To our knowledge, this is the first report of a TGDR follicular adenoma first appearing as a result of compensatory glandular hyperplasia following total thyroidectomy for a thyroid gland malignancy. Our team opted to perform a Sistrunk procedure, and physicians should be aware of this potential clinical scenario.
CONCLUSION
Patients with a TGDR could present with an enlarging submental mass in the setting of postoperative hypothyroidism after total thyroidectomy.

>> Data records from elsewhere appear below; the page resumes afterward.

use anyhow::Result;
use raaga_engine::{config, Config};

/// Show the current effective configuration.
pub fn show_config(config: &Config) -> Result<()> {
    println!("Current Configuration");
    println!("=====================\n");

    println!("Config file: {}", config::config_file_path().display());

    let exists = config::config_file_path().exists();
    println!("File exists: {}\n", if exists { "yes" } else { "no (using defaults)" });

    println!("Settings:");
    println!("  catalog_path: {}", config.catalog_path.display());
    println!("  artifact_path: {}", config.artifact_path.display());
    println!("  strategy: {}", config.strategy);
    println!("  numeric_weight: {}", config.numeric_weight);
    println!("  genre_weight: {}", config.genre_weight);
    println!("  stop_words: {}", config.stop_words);
    println!("  default_results: {}", config.default_results);
    println!("  log_level: {}", config.log_level);

    println!("\nPriority: CLI args > ENV vars (RAAGA_*) > Config file > Defaults");

    Ok(())
}

/// Show the config file path.
pub fn show_path() -> Result<()> {
    let config_path = config::config_file_path();
    println!("{}", config_path.display());
    Ok(())
}

/// Show example configuration.
pub fn show_example() -> Result<()> {
    print!("{}", config::example_config());
    Ok(())
}

/// Initialize config file with defaults.
pub fn init_config() -> Result<()> {
    let created = config::ensure_config_file()?;
    let config_path = config::config_file_path();

    if created {
        println!("✓ Created config file: {}", config_path.display());
        println!("\nEdit this file to configure raaga.");
    } else {
        println!("Config file already exists: {}", config_path.display());
    }

    Ok(())
}
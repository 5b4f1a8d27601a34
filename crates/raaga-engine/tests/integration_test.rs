//! End-to-end tests: catalog CSV → build → persist → reload → recommend.

use std::io::Write;
use std::path::Path;
use std::sync::Arc;
use std::thread;

use raaga_core::model::Catalog;
use raaga_core::schema::{ArtifactKind, ArtifactStore};
use raaga_core::Error;
use raaga_engine::{BuildOptions, Engine, Snapshot};
use raaga_search::StrategyKind;
use tempfile::TempDir;

const HEADER: &str = "id,name,artist,album,release_date,popularity,duration_ms,genres,album_art_url";

const TRACKS: &[&str] = &[
    "t1,Vaathi Coming,Anirudh Ravichander,Master,2020-03-15,72,228000,\"kuthu, tamil pop\",https://img/1",
    "t2,Kutti Story,Anirudh Ravichander,Master,2020-02-14,68,325000,\"tamil pop, melody\",https://img/2",
    "t3,Rowdy Baby,Yuvan Shankar Raja,Maari 2,2018-12-01,80,283000,\"kuthu, tamil pop\",https://img/3",
    "t4,Kannaana Kanney,D. Imman,Viswasam,2019-01-10,55,261000,melody,https://img/4",
    "t5,Arabic Kuthu,Anirudh Ravichander,Beast,2022-02-14,85,279000,kuthu,https://img/5",
    "t6,Kaavaalaa,Anirudh Ravichander,Jailer,2023-07-06,83,190000,kuthu,https://img/6",
];

fn write_catalog(dir: &Path, rows: &[&str]) -> std::path::PathBuf {
    let path = dir.join("tracks.csv");
    let mut file = std::fs::File::create(&path).unwrap();
    writeln!(file, "{HEADER}").unwrap();
    for row in rows {
        writeln!(file, "{row}").unwrap();
    }
    path
}

fn neighbor_options() -> BuildOptions {
    BuildOptions {
        strategy: StrategyKind::NeighborIndex,
        ..BuildOptions::default()
    }
}

/// Build from CSV, persist to disk, reopen and get the same answers.
#[test]
fn test_build_persist_reload_each_strategy() {
    for options in [BuildOptions::default(), neighbor_options()] {
        let temp_dir = TempDir::new().unwrap();
        let csv = write_catalog(temp_dir.path(), TRACKS);
        let db_path = temp_dir.path().join("raaga.db");

        let built = {
            let store = ArtifactStore::open(&db_path).unwrap();
            let engine = Engine::open(&store, Catalog::load_csv(&csv).unwrap(), &options).unwrap();
            engine.recommend("vaathi coming", 5).unwrap()
        };

        let store = ArtifactStore::open(&db_path).unwrap();
        let reloaded = Snapshot::load(&store, Catalog::load_csv(&csv).unwrap()).unwrap();
        assert_eq!(reloaded.kind(), options.strategy);
        assert_eq!(reloaded.recommend("vaathi coming", 5).unwrap(), built);
    }
}

#[test]
fn test_recommendations_are_ordered_and_exclude_seed() {
    let temp_dir = TempDir::new().unwrap();
    let csv = write_catalog(temp_dir.path(), TRACKS);
    let catalog = Catalog::load_csv(&csv).unwrap();

    for options in [BuildOptions::default(), neighbor_options()] {
        let snapshot = Snapshot::build(catalog.clone(), &options).unwrap();
        for track in catalog.iter() {
            for n in [1, 3, 5, 10] {
                let result = snapshot.recommend(&track.name, n).unwrap();
                assert_eq!(result.seed.id, track.id);
                assert_eq!(result.items.len(), n.min(catalog.len() - 1));
                assert!(result.items.iter().all(|item| item.track.id != track.id));
                for pair in result.items.windows(2) {
                    assert!(pair[0].score >= pair[1].score);
                }
            }
        }
    }
}

#[test]
fn test_dense_recommendation_prefers_shared_genres() {
    let temp_dir = TempDir::new().unwrap();
    let csv = write_catalog(temp_dir.path(), TRACKS);
    let snapshot =
        Snapshot::build(Catalog::load_csv(&csv).unwrap(), &BuildOptions::default()).unwrap();

    // identical genre tags and close popularity/duration
    let result = snapshot.recommend("vaathi coming", 1).unwrap();
    assert_eq!(result.names(), vec!["Rowdy Baby"]);
}

#[test]
fn test_neighbor_recommendation_prefers_same_album() {
    let temp_dir = TempDir::new().unwrap();
    let csv = write_catalog(temp_dir.path(), TRACKS);
    let snapshot = Snapshot::build(Catalog::load_csv(&csv).unwrap(), &neighbor_options()).unwrap();

    let result = snapshot.recommend("kutti story", 1).unwrap();
    assert_eq!(result.names(), vec!["Vaathi Coming"]);
}

#[test]
fn test_artifacts_from_other_catalog_do_not_fit() {
    let temp_dir = TempDir::new().unwrap();
    let csv = write_catalog(temp_dir.path(), TRACKS);
    let store = ArtifactStore::open(temp_dir.path().join("raaga.db")).unwrap();
    Snapshot::build(Catalog::load_csv(&csv).unwrap(), &BuildOptions::default())
        .unwrap()
        .persist(&store)
        .unwrap();

    // same size, different ids
    let other_dir = TempDir::new().unwrap();
    let renamed: Vec<String> = TRACKS.iter().map(|row| row.replacen('t', "x", 1)).collect();
    let rows: Vec<&str> = renamed.iter().map(String::as_str).collect();
    let other = Catalog::load_csv(write_catalog(other_dir.path(), &rows)).unwrap();
    assert!(matches!(
        Snapshot::load(&store, other),
        Err(Error::ModelNotFit(_))
    ));

    // fewer rows
    let smaller = Catalog::load_csv(write_catalog(other_dir.path(), &TRACKS[..4])).unwrap();
    assert!(matches!(
        Snapshot::load(&store, smaller),
        Err(Error::ModelNotFit(_))
    ));
}

#[test]
fn test_artifact_headers_after_build() {
    let temp_dir = TempDir::new().unwrap();
    let csv = write_catalog(temp_dir.path(), TRACKS);
    let store = ArtifactStore::open(temp_dir.path().join("raaga.db")).unwrap();
    Engine::open(&store, Catalog::load_csv(&csv).unwrap(), &BuildOptions::default()).unwrap();

    let kinds: Vec<ArtifactKind> = store.list().unwrap().iter().map(|info| info.kind).collect();
    assert_eq!(kinds.len(), 4);
    for kind in [
        ArtifactKind::CatalogManifest,
        ArtifactKind::NumericScaler,
        ArtifactKind::GenreVectorizer,
        ArtifactKind::SimilarityMatrix,
    ] {
        assert!(kinds.contains(&kind));
    }

    let matrix = store.info(ArtifactKind::SimilarityMatrix).unwrap().unwrap();
    assert_eq!(matrix.n_rows, TRACKS.len());
    assert_eq!(matrix.dims, TRACKS.len());
}

#[test]
fn test_two_builds_are_identical() {
    let temp_dir = TempDir::new().unwrap();
    let csv = write_catalog(temp_dir.path(), TRACKS);
    for options in [BuildOptions::default(), neighbor_options()] {
        let a = Snapshot::build(Catalog::load_csv(&csv).unwrap(), &options).unwrap();
        let b = Snapshot::build(Catalog::load_csv(&csv).unwrap(), &options).unwrap();
        assert_eq!(a.model(), b.model());
    }
}

/// Readers that grabbed a snapshot before a swap keep a consistent view.
#[test]
fn test_readers_survive_rebuild() {
    let temp_dir = TempDir::new().unwrap();
    let small = Catalog::load_csv(write_catalog(temp_dir.path(), &TRACKS[..3])).unwrap();
    let full = Catalog::load_csv(write_catalog(temp_dir.path(), TRACKS)).unwrap();

    let engine = Arc::new(Engine::new(
        Snapshot::build(small, &BuildOptions::default()).unwrap(),
    ));
    let held = engine.snapshot();

    let readers: Vec<_> = (0..4)
        .map(|_| {
            let engine = Arc::clone(&engine);
            thread::spawn(move || {
                for _ in 0..50 {
                    let snapshot = engine.snapshot();
                    let result = snapshot.recommend("rowdy baby", 10).unwrap();
                    assert_eq!(result.items.len(), snapshot.catalog().len() - 1);
                }
            })
        })
        .collect();

    engine.rebuild(full, &BuildOptions::default()).unwrap();

    for reader in readers {
        reader.join().unwrap();
    }

    assert_eq!(held.recommend("rowdy baby", 10).unwrap().items.len(), 2);
    assert_eq!(engine.recommend("rowdy baby", 10).unwrap().items.len(), 5);
}

#[test]
fn test_unknown_song_is_reported_not_panicked() {
    let temp_dir = TempDir::new().unwrap();
    let csv = write_catalog(temp_dir.path(), TRACKS);
    let snapshot =
        Snapshot::build(Catalog::load_csv(&csv).unwrap(), &BuildOptions::default()).unwrap();

    let err = snapshot.recommend("qzxwv", 5).unwrap_err();
    assert!(err.is_not_found());
    assert_eq!(err.to_string(), "no track found matching 'qzxwv'");
}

Careful monitoring and control of postoperative TSH are essential after total thyroidectomy to avoid the need for performing a Sistrunk procedure in such patients.
This article meets the Accreditation Council for Graduate Medical Education and the American Board of Medical Specialties Maintenance of Certification competencies for Patient Care and Medical Knowledge.
ACKNOWLEDGMENTS
The authors have no financial or proprietary interest in the subject matter of this article.